= Activity =
From the records below, copy each line that has the word "json" in it.

== == ==

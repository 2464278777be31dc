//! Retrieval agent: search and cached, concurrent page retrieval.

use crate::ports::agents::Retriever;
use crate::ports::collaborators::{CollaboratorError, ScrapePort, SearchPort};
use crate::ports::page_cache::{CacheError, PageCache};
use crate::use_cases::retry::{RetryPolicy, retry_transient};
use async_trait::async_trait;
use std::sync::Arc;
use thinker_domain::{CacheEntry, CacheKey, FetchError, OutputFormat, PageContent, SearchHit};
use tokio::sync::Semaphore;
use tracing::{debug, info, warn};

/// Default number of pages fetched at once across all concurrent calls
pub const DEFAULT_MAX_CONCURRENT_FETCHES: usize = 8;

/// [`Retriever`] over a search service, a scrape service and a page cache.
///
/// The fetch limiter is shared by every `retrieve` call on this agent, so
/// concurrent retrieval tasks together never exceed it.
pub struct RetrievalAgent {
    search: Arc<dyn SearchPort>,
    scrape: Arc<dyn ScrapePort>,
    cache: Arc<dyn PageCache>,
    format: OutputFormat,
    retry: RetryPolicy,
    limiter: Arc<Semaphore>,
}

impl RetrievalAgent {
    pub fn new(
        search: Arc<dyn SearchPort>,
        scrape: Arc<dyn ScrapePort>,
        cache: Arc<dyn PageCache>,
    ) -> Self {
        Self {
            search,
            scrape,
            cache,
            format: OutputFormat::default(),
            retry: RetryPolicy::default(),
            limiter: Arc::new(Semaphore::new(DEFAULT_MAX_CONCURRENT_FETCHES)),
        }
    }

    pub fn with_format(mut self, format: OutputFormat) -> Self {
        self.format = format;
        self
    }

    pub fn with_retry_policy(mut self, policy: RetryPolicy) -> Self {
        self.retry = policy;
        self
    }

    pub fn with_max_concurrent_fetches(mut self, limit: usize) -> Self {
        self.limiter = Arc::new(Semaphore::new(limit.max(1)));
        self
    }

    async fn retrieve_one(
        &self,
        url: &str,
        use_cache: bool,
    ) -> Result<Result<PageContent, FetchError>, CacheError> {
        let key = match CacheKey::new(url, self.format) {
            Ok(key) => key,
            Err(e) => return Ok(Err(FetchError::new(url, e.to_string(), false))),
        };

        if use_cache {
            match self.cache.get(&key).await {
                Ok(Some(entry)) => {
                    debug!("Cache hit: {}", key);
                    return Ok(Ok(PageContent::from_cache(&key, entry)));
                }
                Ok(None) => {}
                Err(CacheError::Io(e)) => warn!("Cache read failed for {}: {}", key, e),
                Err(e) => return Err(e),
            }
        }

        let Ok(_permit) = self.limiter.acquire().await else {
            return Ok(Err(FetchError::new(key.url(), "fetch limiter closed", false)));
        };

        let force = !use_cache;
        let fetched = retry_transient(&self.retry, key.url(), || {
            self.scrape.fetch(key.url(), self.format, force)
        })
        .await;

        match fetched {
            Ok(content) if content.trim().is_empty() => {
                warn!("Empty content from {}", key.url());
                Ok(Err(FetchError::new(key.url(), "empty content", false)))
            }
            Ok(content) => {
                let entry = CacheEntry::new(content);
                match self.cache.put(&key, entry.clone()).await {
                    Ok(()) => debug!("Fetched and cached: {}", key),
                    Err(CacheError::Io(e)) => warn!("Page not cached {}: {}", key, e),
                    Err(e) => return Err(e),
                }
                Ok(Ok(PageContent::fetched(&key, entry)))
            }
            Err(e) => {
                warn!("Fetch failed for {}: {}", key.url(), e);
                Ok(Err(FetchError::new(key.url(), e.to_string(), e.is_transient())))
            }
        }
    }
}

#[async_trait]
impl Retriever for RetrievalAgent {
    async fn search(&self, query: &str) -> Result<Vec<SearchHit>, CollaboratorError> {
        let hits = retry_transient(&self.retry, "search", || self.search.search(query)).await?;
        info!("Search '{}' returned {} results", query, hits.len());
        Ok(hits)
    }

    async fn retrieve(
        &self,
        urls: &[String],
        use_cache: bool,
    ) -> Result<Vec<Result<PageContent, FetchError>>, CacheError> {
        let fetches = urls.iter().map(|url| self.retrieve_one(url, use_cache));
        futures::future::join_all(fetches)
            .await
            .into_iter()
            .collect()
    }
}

== == ==

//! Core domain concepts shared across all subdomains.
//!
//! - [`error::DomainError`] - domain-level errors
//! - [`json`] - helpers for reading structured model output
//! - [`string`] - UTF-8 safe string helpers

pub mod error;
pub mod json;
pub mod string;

== == ==

= Written answer =
//! - [`json`] - helpers for reading structured model output
pub mod json;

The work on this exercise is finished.